The research, published in the journal Clinical Infectious Diseases, said the man originally tested positive in December 2020 and, although his symptoms went away, he continued to test positive intermittently until January 2022.

The medics warn, however, that the emergence of new variants of Covid has meant neutralising antibody treatments are now largely ineffective.

Dr Luke Snell, from Guy’s & St Thomas’, said: “Some new variants of the virus are resistant to all the antibody treatments available in the UK and Europe. Some people with weakened immune systems are still at risk of severe illness and becoming persistently infected. We are still working to understand the best way to protect and treat them.”

It comes after the number of Covid-19 deaths registered in England and Wales rose for the fourth week in a row – although numbers remain well below those seen early on in the pandemic, figures show. Some 687 deaths registered in the week ending October 21 mentioned coronavirus on the death certificate, the Office for National Statistics (ONS) said.

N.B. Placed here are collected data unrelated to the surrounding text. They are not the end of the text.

//! The rolling replay buffer and its save task.
//!
//! Packets are deep-copied into a bounded deque (the encoder may reuse its
//! buffers) and evicted once the buffered span exceeds the configured
//! replay length plus one keyframe interval. Whenever eviction happens a
//! "frames erased" flag latches so the save task knows the buffer no
//! longer starts at pts 0 and timestamps must be rebased.
//!
//! Saving snapshots the ring under the sink mutex and runs on its own
//! thread; the live ring keeps growing while the file is written.

use std::collections::VecDeque;
use std::io;
use std::path::{Path, PathBuf};
use std::sync::Arc;
use std::thread::JoinHandle;

use chrono::Local;
use gpurec_encode::{CodecContext, EncodedPacket, TimeBase};
use tracing::{debug, info};

use crate::muxer::ContainerFactory;

/// Bounded keyframe-aligned packet FIFO.
pub struct ReplayRing {
    packets: VecDeque<EncodedPacket>,
    frames_erased: bool,

    /// Seconds of video to retain: replay length + keyint headroom.
    span_budget: f64,
    time_base: TimeBase,
    video_stream_index: usize,
}

impl ReplayRing {
    pub fn new(
        replay_seconds: u32,
        keyint_seconds: f64,
        time_base: TimeBase,
        video_stream_index: usize,
    ) -> Self {
        Self {
            packets: VecDeque::new(),
            frames_erased: false,
            span_budget: f64::from(replay_seconds) + keyint_seconds,
            time_base,
            video_stream_index,
        }
    }

    /// Deep-copy `packet` into the ring and evict what fell out of the
    /// window.
    pub fn push(&mut self, packet: &EncodedPacket) {
        self.packets.push_back(packet.deep_copy());

        while self.span_seconds() > self.span_budget {
            self.packets.pop_front();
            self.frames_erased = true;
        }

        // Keep the head keyframe-aligned: a non-keyframe at the front of
        // the video stream is undecodable and only wastes memory.
        while let Some(front) = self.packets.front() {
            if front.stream_index == self.video_stream_index && !front.keyframe {
                self.packets.pop_front();
                self.frames_erased = true;
            } else {
                break;
            }
        }
    }

    /// Buffered span in seconds, measured on the video stream's pts.
    pub fn span_seconds(&self) -> f64 {
        let mut video = self
            .packets
            .iter()
            .filter(|p| p.stream_index == self.video_stream_index);
        let Some(first) = video.next() else { return 0.0 };
        let last = video.last().unwrap_or(first);
        let ticks = (last.pts - first.pts).max(0);
        ticks as f64 * self.time_base.num as f64 / self.time_base.den as f64
    }

    pub fn len(&self) -> usize {
        self.packets.len()
    }

    pub fn is_empty(&self) -> bool {
        self.packets.is_empty()
    }

    pub fn frames_erased(&self) -> bool {
        self.frames_erased
    }

    /// Copy the ring state out for a save task.
    pub fn snapshot(&self) -> ReplaySnapshot {
        ReplaySnapshot {
            packets: self.packets.iter().cloned().collect(),
            frames_erased: self.frames_erased,
            video_stream_index: self.video_stream_index,
            time_base: self.time_base,
        }
    }
}

/// A frozen copy of the ring taken under the sink mutex.
#[derive(Clone)]
pub struct ReplaySnapshot {
    pub packets: Vec<EncodedPacket>,
    pub frames_erased: bool,
    pub video_stream_index: usize,
    pub time_base: TimeBase,
}

/// Compose the replay output path:
/// `<dir>[/YYYY-MM-DD]/Replay_YYYY-MM-DD_HH-MM-SS.<ext>`.
fn replay_output_path(output_dir: &Path, extension: &str, date_folders: bool) -> PathBuf {
    let now = Local::now();
    if date_folders {
        output_dir
            .join(now.format("%Y-%m-%d").to_string())
            .join(format!("Replay_{}.{extension}", now.format("%H-%M-%S")))
    } else {
        output_dir.join(format!(
            "Replay_{}.{extension}",
            now.format("%Y-%m-%d_%H-%M-%S")
        ))
    }
}

/// Write a snapshot out as a complete container.
///
/// The stream starts at the first retained video keyframe; when frames
/// were erased all timestamps are rebased to it so the file starts near
/// zero.
pub fn save_replay_blocking(
    factory: &dyn ContainerFactory,
    snapshot: &ReplaySnapshot,
    ctx: &CodecContext,
    output_dir: &Path,
    date_folders: bool,
) -> io::Result<PathBuf> {
    let start_index = snapshot
        .packets
        .iter()
        .position(|p| p.stream_index == snapshot.video_stream_index && p.keyframe)
        .ok_or_else(|| {
            io::Error::new(io::ErrorKind::InvalidData, "replay buffer has no keyframe")
        })?;

    let (start_index, pts_offset) = if snapshot.frames_erased {
        (start_index, snapshot.packets[start_index].pts)
    } else {
        (0, 0)
    };

    let path = replay_output_path(output_dir, factory.extension(), date_folders);
    if let Some(parent) = path.parent() {
        std::fs::create_dir_all(parent)?;
    }

    let mut writer = factory.create(&path)?;
    writer.add_video_stream(ctx, snapshot.time_base);
    writer.write_header()?;

    for packet in &snapshot.packets[start_index..] {
        let mut rebased = packet.clone();
        rebased.pts -= pts_offset;
        rebased.dts -= pts_offset;
        writer.write_packet(&rebased)?;
    }
    writer.write_trailer()?;

    info!(
        "Replay saved: {} ({} packets)",
        path.display(),
        snapshot.packets.len() - start_index
    );
    Ok(path)
}

/// A replay save running on its own thread.
pub struct ReplaySaver {
    handle: Option<JoinHandle<io::Result<PathBuf>>>,
}

impl ReplaySaver {
    pub fn spawn(
        factory: Arc<dyn ContainerFactory>,
        snapshot: ReplaySnapshot,
        ctx: CodecContext,
        output_dir: PathBuf,
        date_folders: bool,
    ) -> Self {
        debug!("Spawning replay save ({} packets)", snapshot.packets.len());
        let handle = std::thread::Builder::new()
            .name("gpurec-replay-save".into())
            .spawn(move || {
                save_replay_blocking(&*factory, &snapshot, &ctx, &output_dir, date_folders)
            })
            .ok();
        Self { handle }
    }

    /// Whether the save thread has finished.
    pub fn is_finished(&self) -> bool {
        self.handle.as_ref().is_some_and(|h| h.is_finished())
    }

    /// Join and return the written path.
    pub fn join(mut self) -> io::Result<PathBuf> {
        match self.handle.take() {
            Some(handle) => handle
                .join()
                .map_err(|_| io::Error::new(io::ErrorKind::Other, "replay save panicked"))?,
            None => Err(io::Error::new(io::ErrorKind::Other, "save never started")),
        }
    }
}

#[cfg(test)]
mod tests {
    use super::*;
    use crate::muxer::testing::MockFactory;
    use gpurec_color::ColorRange;
    use gpurec_encode::VideoCodec;

    fn packet(pts: i64, keyframe: bool) -> EncodedPacket {
        EncodedPacket::new(0, pts, keyframe, vec![0u8; 8])
    }

    fn test_ctx() -> CodecContext {
        CodecContext {
            codec: VideoCodec::H264,
            width: 1920,
            height: 1080,
            framerate: 60,
            color_range: ColorRange::Limited,
            time_base: TimeBase::per_frame(60),
        }
    }

    /// 10s ring at 60 fps with a 2s keyint: budget 12s.
    fn test_ring() -> ReplayRing {
        ReplayRing::new(10, 2.0, TimeBase::per_frame(60), 0)
    }

    #[test]
    fn test_span_stays_within_budget() {
        let mut ring = test_ring();
        // 20 seconds of 60fps video, keyframe every 120 frames.
        for i in 0..1200i64 {
            ring.push(&packet(i, i % 120 == 0));
        }
        let span = ring.span_seconds();
        assert!(span <= 12.0 + 0.1, "span {span} exceeds budget");
        assert!(span >= 8.0, "span {span} evicted too much");
        assert!(ring.frames_erased());
    }

    #[test]
    fn test_head_is_always_keyframe_after_eviction() {
        let mut ring = test_ring();
        for i in 0..1200i64 {
            ring.push(&packet(i, i % 120 == 0));
        }
        let snapshot = ring.snapshot();
        let first_video = snapshot.packets.first().expect("non-empty");
        assert!(first_video.keyframe);
    }

    #[test]
    fn test_no_eviction_below_budget() {
        let mut ring = test_ring();
        for i in 0..300i64 {
            ring.push(&packet(i, i % 120 == 0));
        }
        assert!(!ring.frames_erased());
        assert_eq!(ring.len(), 300);
    }

    #[test]
    fn test_save_rebases_to_first_keyframe() {
        let mut ring = test_ring();
        for i in 0..1200i64 {
            ring.push(&packet(i, i % 120 == 0));
        }
        let snapshot = ring.snapshot();
        assert!(snapshot.frames_erased);

        let (factory, written) = MockFactory::new("mp4");
        let dir = std::env::temp_dir().join("gpurec-replay-test");
        let path = save_replay_blocking(&factory, &snapshot, &test_ctx(), &dir, false)
            .expect("save");

        let name = path.file_name().and_then(|n| n.to_str()).expect("name");
        assert!(name.starts_with("Replay_"));
        assert!(name.ends_with(".mp4"));

        let written = written.lock().expect("lock");
        assert!(written.header);
        assert!(written.trailer);
        let first = written.packets.first().expect("packets");
        assert!(first.keyframe);
        assert_eq!(first.pts, 0);
        // Strictly increasing pts after rebase.
        for pair in written.packets.windows(2) {
            assert!(pair[1].pts > pair[0].pts);
        }
    }

    #[test]
    fn test_save_without_erasure_starts_at_zero() {
        let mut ring = test_ring();
        for i in 0..120i64 {
            ring.push(&packet(i, i == 0));
        }
        let snapshot = ring.snapshot();
        assert!(!snapshot.frames_erased);

        let (factory, written) = MockFactory::new("mkv");
        let dir = std::env::temp_dir().join("gpurec-replay-test2");
        save_replay_blocking(&factory, &snapshot, &test_ctx(), &dir, false).expect("save");

        let written = written.lock().expect("lock");
        assert_eq!(written.packets.len(), 120);
        assert_eq!(written.packets[0].pts, 0);
    }

    #[test]
    fn test_save_fails_without_keyframe() {
        let snapshot = ReplaySnapshot {
            packets: vec![packet(0, false), packet(1, false)],
            frames_erased: true,
            video_stream_index: 0,
            time_base: TimeBase::per_frame(60),
        };
        let (factory, _written) = MockFactory::new("mp4");
        let dir = std::env::temp_dir();
        assert!(
            save_replay_blocking(&factory, &snapshot, &test_ctx(), &dir, false).is_err()
        );
    }

    #[test]
    fn test_date_folder_path_shape() {
        let path = replay_output_path(Path::new("/tmp/captures"), "mp4", true);
        let parent = path.parent().expect("parent");
        // /tmp/captures/YYYY-MM-DD/Replay_HH-MM-SS.mp4
        let folder = parent.file_name().and_then(|n| n.to_str()).expect("folder");
        assert_eq!(folder.len(), 10);
        assert_eq!(folder.matches('-').count(), 2);
    }

    #[test]
    fn test_saver_thread_roundtrip() {
        let mut ring = test_ring();
        for i in 0..60i64 {
            ring.push(&packet(i, i == 0));
        }
        let (factory, written) = MockFactory::new("mp4");
        let saver = ReplaySaver::spawn(
            Arc::new(factory),
            ring.snapshot(),
            test_ctx(),
            std::env::temp_dir().join("gpurec-replay-test3"),
            false,
        );
        let path = saver.join().expect("join");
        assert!(path.to_string_lossy().contains("Replay_"));
        assert_eq!(written.lock().expect("lock").packets.len(), 60);
    }
}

The rise is being driven by the latest wave of Covid-19 infections, which has been underway since the start of September. Data released by the ONS last week suggests the rise in infections in England appears to be levelling off, but virus numbers are continuing to increase in Scotland and Northern Ireland.

The ONS said it remains too early to say if the UK is seeing a turning point in the level of infections. It will be a while before any change has an impact on death registrations.

During the previous wave of infections in the summer, deaths peaked at 810 in the week ending July 29. This was well below the numbers seen during the early waves of the pandemic, when weekly deaths peaked around 10 times this level.